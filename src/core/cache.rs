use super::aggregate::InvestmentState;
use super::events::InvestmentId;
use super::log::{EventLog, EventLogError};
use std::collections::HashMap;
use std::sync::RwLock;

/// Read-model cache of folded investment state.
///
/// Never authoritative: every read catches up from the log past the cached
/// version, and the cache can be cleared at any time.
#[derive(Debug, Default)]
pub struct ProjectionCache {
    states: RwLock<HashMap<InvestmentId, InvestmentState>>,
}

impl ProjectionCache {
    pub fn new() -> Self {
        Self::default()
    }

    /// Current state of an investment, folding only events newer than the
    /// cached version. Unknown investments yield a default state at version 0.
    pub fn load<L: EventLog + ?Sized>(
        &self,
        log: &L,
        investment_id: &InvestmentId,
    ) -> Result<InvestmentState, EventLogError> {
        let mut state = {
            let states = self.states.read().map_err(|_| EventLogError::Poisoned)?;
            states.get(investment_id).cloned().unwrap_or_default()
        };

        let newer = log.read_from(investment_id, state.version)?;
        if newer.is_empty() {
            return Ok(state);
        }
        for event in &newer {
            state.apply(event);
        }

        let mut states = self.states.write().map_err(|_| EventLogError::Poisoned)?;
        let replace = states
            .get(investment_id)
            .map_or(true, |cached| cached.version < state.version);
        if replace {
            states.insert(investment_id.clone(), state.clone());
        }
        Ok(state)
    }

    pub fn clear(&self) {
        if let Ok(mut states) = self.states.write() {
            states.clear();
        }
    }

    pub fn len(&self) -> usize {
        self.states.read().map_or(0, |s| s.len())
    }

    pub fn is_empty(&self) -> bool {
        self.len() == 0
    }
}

+++

EXERCISE DETAILS: For this task, copy exactly the line with "let mut states" and the lines that come after it, stopping at the end of the material above.

EXERCISE ANSWER:
        let mut states = self.states.write().map_err(|_| EventLogError::Poisoned)?;
        let replace = states
            .get(investment_id)
            .map_or(true, |cached| cached.version < state.version);
        if replace {
            states.insert(investment_id.clone(), state.clone());
        }
        Ok(state)
    }

    pub fn clear(&self) {
        if let Ok(mut states) = self.states.write() {
            states.clear();
        }
    }

    pub fn len(&self) -> usize {
        self.states.read().map_or(0, |s| s.len())
    }

    pub fn is_empty(&self) -> bool {
        self.len() == 0
    }
}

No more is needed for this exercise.